As a parent or mentor of a teen in the performing arts, you may witness them work incredibly hard to achieve a goal. You are excited and proud as you see them making progress. Then, just when it seems that it is right around the corner, you witness them pulling back. They appear to suddenly stop or even actively retreat from progress towards. achieving their goal. Understanding teen self-sabotage in the face of success can be confusing. 

For young performing artists this may present as skipping lessons, failing to practice, leaving projects incomplete or making poor choices such as staying out late the night before a big performance. You may be left confused and frustrated as you see them create unnecessary obstacles for a goal they seem to genuinely desire. 

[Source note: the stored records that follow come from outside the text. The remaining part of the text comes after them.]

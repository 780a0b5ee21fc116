//! Structured logging.
//!
//! # Responsibilities
//! - Initialize the tracing subscriber once at startup
//! - Respect `RUST_LOG` when set, fall back to the configured filter
//!
//! # Design Decisions
//! - Uses the tracing crate for structured logging
//! - Call sites attach structured fields rather than formatting strings

use tracing_subscriber::{layer::SubscriberExt, util::SubscriberInitExt, EnvFilter};

/// Install the global tracing subscriber.
///
/// `default_filter` applies when `RUST_LOG` is unset. Must be called at
/// most once per process.
pub fn init_logging(default_filter: &str) {
    tracing_subscriber::registry()
        .with(EnvFilter::try_from_default_env().unwrap_or_else(|_| EnvFilter::new(default_filter)))
        .with(tracing_subscriber::fmt::layer())
        .init();
}
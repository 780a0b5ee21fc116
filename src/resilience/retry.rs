//! Retrying upstream fetch.
//!
//! # Responsibilities
//! - Execute an outbound request up to `max_retries + 1` times
//! - Enforce a per-attempt timeout
//! - Classify outcomes as retriable (transport failure, retriable status)
//!   or definitive (success, non-retriable status)
//! - Surface the final retriable failure as a typed error

use std::time::Duration;

use thiserror::Error;

use crate::error::truncate_detail;
use crate::observability::metrics;
use crate::resilience::backoff::backoff_delay;

/// Cap on any single backoff delay between attempts.
pub const MAX_BACKOFF_DELAY: Duration = Duration::from_secs(10);

/// Statuses worth retrying: timeouts, throttling, and transient 5xx.
const RETRYABLE_STATUSES: [u16; 6] = [408, 429, 500, 502, 503, 504];

/// Bounded retry/backoff settings for one class of upstream call.
///
/// Configuration, not mutable state; cheap to clone per request.
#[derive(Debug, Clone)]
pub struct RetryPolicy {
    /// Retries after the first attempt; total attempts is `max_retries + 1`.
    pub max_retries: u32,
    /// Base delay for exponential backoff.
    pub base_delay: Duration,
    /// Deadline applied to every individual attempt.
    pub timeout: Duration,
    /// Cap on a single backoff delay.
    pub max_delay: Duration,
}

impl Default for RetryPolicy {
    fn default() -> Self {
        Self {
            max_retries: 2,
            base_delay: Duration::from_millis(300),
            timeout: Duration::from_secs(10),
            max_delay: MAX_BACKOFF_DELAY,
        }
    }
}

/// Definitive failure after the fetch loop gave up.
#[derive(Debug, Error)]
pub enum FetchError {
    /// Every attempt exceeded the per-attempt timeout.
    #[error("upstream timed out after {attempts} attempt(s)")]
    Timeout { attempts: u32 },

    /// Every attempt failed at the transport level (connect, DNS, TLS).
    #[error("upstream request failed after {attempts} attempt(s): {source}")]
    Network {
        attempts: u32,
        #[source]
        source: reqwest::Error,
    },

    /// The final attempt still answered with a retriable error status.
    #[error("upstream returned status {status} after {attempts} attempt(s): {detail}")]
    ExhaustedStatus {
        status: u16,
        attempts: u32,
        detail: String,
    },
}

/// Whether a response status should be retried.
pub fn is_retryable_status(status: reqwest::StatusCode) -> bool {
    RETRYABLE_STATUSES.contains(&status.as_u16())
}

enum AttemptFailure {
    Transport(reqwest::Error),
    Status(reqwest::Response),
}

impl AttemptFailure {
    async fn into_error(self, attempts: u32) -> FetchError {
        match self {
            AttemptFailure::Transport(err) if err.is_timeout() => FetchError::Timeout { attempts },
            AttemptFailure::Transport(err) => FetchError::Network {
                attempts,
                source: err,
            },
            AttemptFailure::Status(response) => {
                let status = response.status().as_u16();
                let body = response.text().await.unwrap_or_default();
                FetchError::ExhaustedStatus {
                    status,
                    attempts,
                    detail: truncate_detail(&body),
                }
            }
        }
    }
}

/// Send `request` with bounded retries and exponential backoff.
///
/// A non-retriable status (success included) is returned as-is after the
/// attempt that produced it; the caller interprets status semantics. A
/// retriable outcome on the final attempt becomes a [`FetchError`].
///
/// Total wall-clock time is bounded by `(max_retries + 1) × timeout` plus
/// the sum of backoff delays.
pub async fn fetch_with_retry(
    mut request: reqwest::RequestBuilder,
    policy: &RetryPolicy,
) -> Result<reqwest::Response, FetchError> {
    let mut attempt: u32 = 0;

    loop {
        // Clone before sending; the builder is consumed by the attempt.
        let replay = request.try_clone();

        metrics::record_upstream_attempt();

        let failure = match request.timeout(policy.timeout).send().await {
            Ok(response) if !is_retryable_status(response.status()) => return Ok(response),
            Ok(response) => {
                tracing::warn!(
                    attempt = attempt + 1,
                    status = %response.status(),
                    "Upstream answered with retriable status"
                );
                AttemptFailure::Status(response)
            }
            Err(err) => {
                tracing::warn!(
                    attempt = attempt + 1,
                    error = %err,
                    "Upstream request failed"
                );
                AttemptFailure::Transport(err)
            }
        };

        // Requests with streaming bodies cannot be replayed; they get a
        // single attempt regardless of policy.
        let next = match replay {
            Some(builder) if attempt < policy.max_retries => builder,
            _ => return Err(failure.into_error(attempt + 1).await),
        };

        let delay = backoff_delay(
            attempt,
            policy.base_delay.as_millis() as u64,
            policy.max_delay.as_millis() as u64,
        );
        tracing::debug!(
            attempt = attempt + 1,
            delay_ms = delay.as_millis() as u64,
            "Backing off before retry"
        );
        tokio::time::sleep(delay).await;

        request = next;
        attempt += 1;
    }
}
//! Resilience subsystem.
//!
//! # Data Flow
//! ```text
//! Outbound upstream call:
//!     → retry.rs (attempt loop, per-attempt timeout, retriable-status check)
//!     → On retriable failure: backoff.rs (exponential delay + jitter), retry
//!     → On exhaustion: definitive FetchError surfaced to the caller
//! ```
//!
//! # Design Decisions
//! - Every attempt has a deadline; total wall-clock is bounded by
//!   `(max_retries + 1) × timeout` plus the backoff delays
//! - Transport errors and a fixed status set {408, 429, 500, 502, 503, 504}
//!   are retriable; everything else is handed back to the caller untouched
//! - Jitter prevents concurrent instances from retrying in lock-step

pub mod backoff;
pub mod retry;

pub use backoff::backoff_delay;
pub use retry::{fetch_with_retry, is_retryable_status, FetchError, RetryPolicy, MAX_BACKOFF_DELAY};
//! Bearer token cache entries.
//!
//! A token fetched from the upstream OAuth endpoint is cached together
//! with its computed expiry deadline. The deadline is shortened by a
//! safety factor so the proxy refreshes before the upstream would start
//! rejecting the token mid-flight.

use std::time::{Duration, Instant};

use serde::Deserialize;

/// Fraction of the advertised token lifetime the cache honors.
///
/// Must stay below 1.0: a token is treated as expired while the
/// upstream still accepts it, never the other way around.
pub const TOKEN_TTL_SAFETY: f64 = 0.9;

/// Lifetime assumed when the token response carries no `expires_in`.
pub const DEFAULT_TOKEN_LIFETIME_SECS: u64 = 300;

/// Wire shape of the upstream token endpoint response.
///
/// Only the fields the proxy consumes. Unknown fields are ignored and
/// missing fields fall back to defaults so a slightly nonstandard
/// identity server does not turn into a parse failure.
#[derive(Debug, Deserialize)]
pub struct TokenResponse {
    #[serde(default)]
    pub access_token: String,
    #[serde(default)]
    pub expires_in: Option<u64>,
}

/// A cached access token and the instant it stops being trusted.
#[derive(Debug, Clone)]
pub struct CachedToken {
    pub access_token: String,
    expires_at: Instant,
}

impl CachedToken {
    /// Builds a cache entry from a freshly fetched token.
    ///
    /// The expiry deadline is `now + expires_in * TOKEN_TTL_SAFETY`,
    /// with [`DEFAULT_TOKEN_LIFETIME_SECS`] standing in when the
    /// upstream omitted `expires_in`.
    pub fn issue(access_token: String, expires_in_secs: Option<u64>, now: Instant) -> Self {
        let lifetime = expires_in_secs.unwrap_or(DEFAULT_TOKEN_LIFETIME_SECS);
        let usable = Duration::from_secs_f64(lifetime as f64 * TOKEN_TTL_SAFETY);
        Self {
            access_token,
            expires_at: now + usable,
        }
    }

    /// True once the safety-adjusted deadline has passed.
    pub fn is_expired(&self, now: Instant) -> bool {
        now >= self.expires_at
    }

    /// Seconds until this entry expires, zero if already expired.
    pub fn remaining_secs(&self, now: Instant) -> u64 {
        self.expires_at.saturating_duration_since(now).as_secs()
    }
}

The phenomenon of self-sabotage among adolescents is not unique to the performing arts. It comes from multifaceted origins including developmental, psychological, and neurological factors. Understanding why success may feel scary can help teens identify and move past these behaviors and move on to the success they desire. 

 

Identity Development

One of the primary developmental jobs for teens and young adults is to establish their own identity. Identity formation includes addressing questions about self-concept, belonging in a larger group and social acceptance. These last two tasks typically present as teens pulling away from their family of origin and looking to peers to establish behavioral and social norms. Rather than turn to parents, teachers and other adults for validation and motivation, friends and peers become the primary influence on behavior.  

The need to conform often manifests as a reluctance to stand out or excel beyond others in their group. This phenomenon is observed in various cultures worldwide. In essence, individuals fear the repercussions of outshining their peers, worrying about potential envy, resentment, or being ostracized. This fear of standing out, deeply ingrained in adolescent psyche, can lead to self-sabotage as teens instinctively suppress their own potential to maintain their acceptance in their group. Stable identity development, where the individual is less directly influenced by outside factors, may not occur until around age twenty-five.

 

Upper Limit Barriers

Another factor that often contributes to teen self-sabotage is the concept of an “upper limit problem” This concept comes from the book “The Big Leap” by Gay Hendricks. Hendricks observed that when on the brink of a “leap” in achievement, we create barriers to success to keep us from managing the potential negative side effects of such success. 

For teenagers and young adults, the fear of seeming disloyal to group norms may act as a powerful deterrent to personal growth and achievement. They become concerned that they will be seen as not valuing or devaluing the established achievement level. This can be true for both their peer group as well as their family of origin. 

 

Mixed Messages

The messages we give as a society can also be confusing to your teen. On the one hand, we claim to value independent thinking and achievement. That everyone should shoot for the stars, be their best self and not be concerned about what anyone else thinks. If they are judged for reaching for greatness, they should view this as that person’s problem and not allow it to hold them back in any way. 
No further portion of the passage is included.